Часовой, пораженный видом старца, смутился, не знал, что делать. Наконец, несколько придя в себя, ответил: «Как же могу я исполнить такое повеление, как отважусь подступиться к государю с такими словами? Ведь я буду за это жестоко наказан!» — «Не опасайся ничего, — сказал старец, — никакого зла тебе за это не будет, а ты только напомни об этом государю — он уже сам все знает. Прибавь, что я поручил передать ему, что увижу его через тридцать лет снова».
И вдруг, сказав это, старец исчез. Солдат уверяет, что если бы это был обыкновенный человек, то он не мог бы так исчезнуть. И что же бы вы думали! Солдат, несмотря на весь страх свой, влекомый будто неведомой силой, явился во дворец, заставил доложить о себе государю и рассказал ему слово в слово свою беседу со старцем. Государь выслушал внимательно, задумчиво и проговорил: «Спасибо, что исполнил данное тебе приказание. Да, я все это уже знаю!» И вот древний дворец велено ломать, а на его месте заложена церковь во имя Николая Чудотворца с приделом архангела Михаила. Теперь государь приказал представить ему проект нового дворца. Государыня слышала от него, что к постройке дворца будет приступлено одновременно с постройкой церкви, которая будет в связи с дворцом. Вот все, что я знаю…
— Да, странное происшествие! — промолвил Державин. — Загадка остается загадкой, решить ее может только государь. Но он молчит и отказывается сообщить что-либо даже государыне.
Они перешли к рассказам о других таинственных случаях в жизни Павла. Этих случаев было очень много.
— Конечно, это знаменательная черта, но все же мне ничего ее касаться, — говорил Державин. — Как знать, быть может, и он сам был бы недоволен, если бы я коснулся…

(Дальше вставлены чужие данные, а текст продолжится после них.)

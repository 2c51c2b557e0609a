//! Geometry for the decorative range-scan display.
//!
//! Purely cosmetic: points are random, not driven by telemetry. The random
//! source is passed in so the browser can use `Math.random` and tests can
//! use a fixed sequence.

use std::f64::consts::PI;

/// Points drawn per frame.
pub const POINTS_PER_FRAME: usize = 200;

/// Distance of the vehicle marker from the bottom edge.
const MARKER_OFFSET: f64 = 20.0;

/// Vehicle marker size (width, height).
pub const MARKER_SIZE: (f64, f64) = (20.0, 10.0);

/// Dot radius in pixels.
pub const POINT_RADIUS: f64 = 1.5;

/// A single scan return.
#[derive(Debug, Clone, Copy, PartialEq)]
pub struct ScanPoint {
    pub x: f64,
    pub y: f64,
    /// Opacity in `[0, 1]`, fading with distance
    pub alpha: f64,
}

/// One frame of the scan.
#[derive(Debug, Clone, PartialEq)]
pub struct ScanFrame {
    /// Vehicle marker center
    pub origin: (f64, f64),
    pub points: Vec<ScanPoint>,
}

/// Generate a frame for a `width` x `height` canvas.
///
/// `random` must yield values in `[0, 1)`.
pub fn scan_frame(width: f64, height: f64, mut random: impl FnMut() -> f64) -> ScanFrame {
    let center_x = width / 2.0;
    let center_y = height - MARKER_OFFSET;
    let max_dist = center_x.min(center_y).max(0.0);

    let points = (0..POINTS_PER_FRAME)
        .map(|_| {
            let angle = random() * PI;
            let mut distance = random() * max_dist;
            // a few returns cluster in a band, like an obstacle ahead
            if random() > 0.95 {
                distance = random() * (max_dist * 0.4) + max_dist * 0.2;
            }
            let alpha = if max_dist > 0.0 {
                (1.0 - distance / max_dist).clamp(0.0, 1.0)
            } else {
                0.0
            };
            ScanPoint {
                x: center_x - angle.cos() * distance,
                y: center_y - angle.sin() * distance,
                alpha,
            }
        })
        .collect();

    ScanFrame {
        origin: (center_x, center_y),
        points,
    }
}

#[cfg(test)]
mod tests {
    use super::*;
    use approx::assert_relative_eq;

    /// Deterministic LCG in [0, 1).
    fn sequence(seed: u64) -> impl FnMut() -> f64 {
        let mut state = seed;
        move || {
            state = state
                .wrapping_mul(6_364_136_223_846_793_005)
                .wrapping_add(1_442_695_040_888_963_407);
            (state >> 11) as f64 / (1u64 << 53) as f64
        }
    }

    #[test]
    fn test_points_stay_in_upper_half_disc() {
        let frame = scan_frame(400.0, 300.0, sequence(7));
        assert_eq!(frame.points.len(), POINTS_PER_FRAME);
        assert_eq!(frame.origin, (200.0, 280.0));

        for point in &frame.points {
            let dx = point.x - frame.origin.0;
            let dy = point.y - frame.origin.1;
            assert!(dy <= 1e-9, "point below the marker: {point:?}");
            assert!((dx * dx + dy * dy).sqrt() <= 200.0 + 1e-9);
            assert!((0.0..=1.0).contains(&point.alpha));
        }
    }

    #[test]
    fn test_alpha_fades_with_distance() {
        // angle 0.5*PI, distance 0.5*max, no clustering
        let mut values = [0.5, 0.5, 0.0].into_iter().cycle();
        let frame = scan_frame(200.0, 120.0, move || values.next().unwrap_or(0.0));
        let point = frame.points[0];
        assert_relative_eq!(point.alpha, 0.5);
        assert_relative_eq!(point.x, 100.0, epsilon = 1e-9);
        assert_relative_eq!(point.y, 50.0, epsilon = 1e-9);
    }

    #[test]
    fn test_degenerate_canvas() {
        let frame = scan_frame(0.0, 0.0, sequence(1));
        assert!(frame.points.iter().all(|p| p.alpha == 0.0));
    }
}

— Одним словом, ваша Муза справляется со своим языком лучше, чем вы! — не утерпел Ростопчин.
XXVII. МЕЛОЧИ
Муза не изменила своему поэту и еще раз выручила Гавриила Романовича. Его ода на новый 1797 год, о которой государь уже заранее слышал от Тани и Ростопчина, произвела самое лучшее впечатление. Державину был снова разрешен приезд ко двору и «вход за кавалергардов».
Государь обратился к нему ласково, поблагодарил за оду.
— Твоими бы устами да мед пить, Гавриила Романович, — сказал он ему. — Но все же я должен сказать тебе, что ты большой льстец, — прибавил он с улыбкой. — Ты придал мне много таких качеств, которых, быть может, во мне нет вовсе, ты изобразил уже исполненным многое такое, об исполнении чего я пока только еще мечтаю, ты ни словом не заикнуться о моих недостатках, а ведь я грешный человек, и «от юности моея мнози борят мя страсти»…
Державин вспыхнул и смело взглянул в глаза государю.
— Льстецом я никогда не был, ваше величество, — твердым голосом проговорил он, — и тому немало могу привести доказательств. Люблю правду и готов умереть за нее; писал мою оду, подъятый вдохновением, и то, что писал — видел перед собою, и верю, что коли ваше величество приложите старание, то и неисполненное еще, о чем говорить изволите, будет вскорости исполнено… А о недостатках ваших мне говорить не приходилось — вы сами их знаете и нечего указывать на них всем и каждому. К тому же, государь, главнейшее мое оправдание в том, что у пиитического искусства есть свои законы и противно сим законам хвалебную торжественную оду смешивать с сатирою.